An adequate concentration of the [^99mTc]Tc-iFAP radioligand in the primary tumors and lymph node metastases of patients with breast, cervical, and lung cancer was achieved. [^99mTc]Tc-iFAP SPECT/CT was useful to obtain primary and metastatic lesion images of different tumors, which correlated with those detected by [¹⁸F]FDG PET/CT. The dosimetric results and findings described in the T/B ratios of the tumors suggest that [^99mTc]Tc-iFAP imaging is a safe and potentially useful tool to assess FAP expression in the tumor microenvironment. The results obtained in this research validate the performance of additional clinical studies to determine the utility of [^99mTc]Tc iFAP in the diagnosis and prognosis of different types of solid tumors.

Author Contributions

Conceptualization, G.F.-F., C.S.-C. and G.R.-N.; methodology, L.C.-D., P.V.-A., M.L.-G., B.O.-G. and B.G.-B.; formal analysis, P.V.-A., G.R.-N., C.S.-C., G.F.-F., F.G.-P. and L.C.-D.; writing—original draft preparation, P.V.-A. and G.F.-F.; writing—review and editing, G.F.-F.; funding acquisition, M.L.-G. and C.S.-C. All authors have read and agreed to the published version of the manuscript.

Institutional Review Board Statement

The clinical study was conducted according to the guidelines of the Declaration of Helsinki and approved by the Ethics Committee of “Medicina Nuclear, Instituto Nacional de Cancerología” (protocol code 021/03/MNIC, 3 May 2021).
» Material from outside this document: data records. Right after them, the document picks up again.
//! 路径参数提取器
//!
//! 将路径中的十六进制字符串解析为 ObjectId，解析失败时直接返回 400，
//! 不会进入处理函数。

use actix_web::{HttpRequest, HttpResponse, error::InternalError};
use mongodb::bson::oid::ObjectId;

use crate::models::{ApiResponse, ErrorCode};

/// 从路径参数解析 ObjectId
pub fn parse_object_id_param(req: &HttpRequest, param: &str) -> Result<ObjectId, actix_web::Error> {
    let raw = req.match_info().get(param).unwrap_or_default();

    ObjectId::parse_str(raw).map_err(|e| {
        tracing::debug!("Invalid object id in path parameter {}: {} ({})", param, raw, e);
        InternalError::from_response(
            e,
            HttpResponse::BadRequest().json(ApiResponse::error_empty(
                ErrorCode::InvalidObjectId,
                format!("Invalid id: {raw}"),
            )),
        )
        .into()
    })
}

/// 定义 ObjectId 路径参数提取器
#[macro_export]
macro_rules! define_safe_object_id_extractor {
    ($name:ident, $param:literal) => {
        #[derive(Debug, Clone, Copy)]
        pub struct $name(pub mongodb::bson::oid::ObjectId);

        impl actix_web::FromRequest for $name {
            type Error = actix_web::Error;
            type Future = std::future::Ready<Result<Self, Self::Error>>;

            fn from_request(
                req: &actix_web::HttpRequest,
                _: &mut actix_web::dev::Payload,
            ) -> Self::Future {
                std::future::ready(
                    $crate::utils::extractor::parse_object_id_param(req, $param).map($name),
                )
            }
        }
    };
}

define_safe_object_id_extractor!(SafeObjectId, "id");

#[cfg(test)]
mod tests {
    use super::*;
    use actix_web::test::TestRequest;

    #[test]
    fn test_parse_valid_object_id() {
        let id = ObjectId::new();
        let req = TestRequest::default()
            .param("id", id.to_hex())
            .to_http_request();
        assert_eq!(parse_object_id_param(&req, "id").unwrap(), id);
    }

    #[test]
    fn test_parse_invalid_object_id() {
        let req = TestRequest::default()
            .param("id", "not-a-valid-id")
            .to_http_request();
        let err = parse_object_id_param(&req, "id").unwrap_err();
        assert_eq!(
            err.as_response_error().status_code(),
            actix_web::http::StatusCode::BAD_REQUEST
        );
    }
}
Informed Consent Statement

Informed consent was obtained from the healthy subjects and patients involved in the study. Written informed consent has been obtained from the healthy subjects and patients to publish this paper.

Data Availability Statement

Data are contained within the article.

Conflicts of Interest

The authors declare no conflict of interest.

Funding Statement

This research was funded by the “Consejo Mexiquense de Ciencia y Tecnología” (COMECyT), through the financing program for female scientists EDOMEX, grant number FICDTEM-2021-008.